→ Supplied records:
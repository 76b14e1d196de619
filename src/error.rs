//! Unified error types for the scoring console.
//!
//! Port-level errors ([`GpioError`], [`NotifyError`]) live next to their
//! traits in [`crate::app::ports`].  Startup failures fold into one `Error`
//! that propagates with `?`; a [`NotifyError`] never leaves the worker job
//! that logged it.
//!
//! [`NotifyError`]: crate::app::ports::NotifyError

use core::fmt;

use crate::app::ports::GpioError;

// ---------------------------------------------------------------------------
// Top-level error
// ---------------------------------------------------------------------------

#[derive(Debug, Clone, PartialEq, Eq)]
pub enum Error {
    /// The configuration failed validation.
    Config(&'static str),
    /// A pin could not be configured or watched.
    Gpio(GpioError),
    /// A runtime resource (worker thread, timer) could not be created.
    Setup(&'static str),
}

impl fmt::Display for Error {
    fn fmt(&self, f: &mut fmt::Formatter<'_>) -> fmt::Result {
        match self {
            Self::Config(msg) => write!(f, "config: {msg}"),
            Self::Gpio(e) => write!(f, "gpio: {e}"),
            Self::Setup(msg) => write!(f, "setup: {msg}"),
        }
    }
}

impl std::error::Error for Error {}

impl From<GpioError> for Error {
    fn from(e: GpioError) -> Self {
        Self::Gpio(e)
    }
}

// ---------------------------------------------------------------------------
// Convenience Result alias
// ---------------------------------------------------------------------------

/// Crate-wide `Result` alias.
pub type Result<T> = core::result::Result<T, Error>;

→ Task details: Look through the listing above and copy each line where the string "level" occurs.

→ Completed exercise:
//! Port-level errors ([`GpioError`], [`NotifyError`]) live next to their
// Top-level error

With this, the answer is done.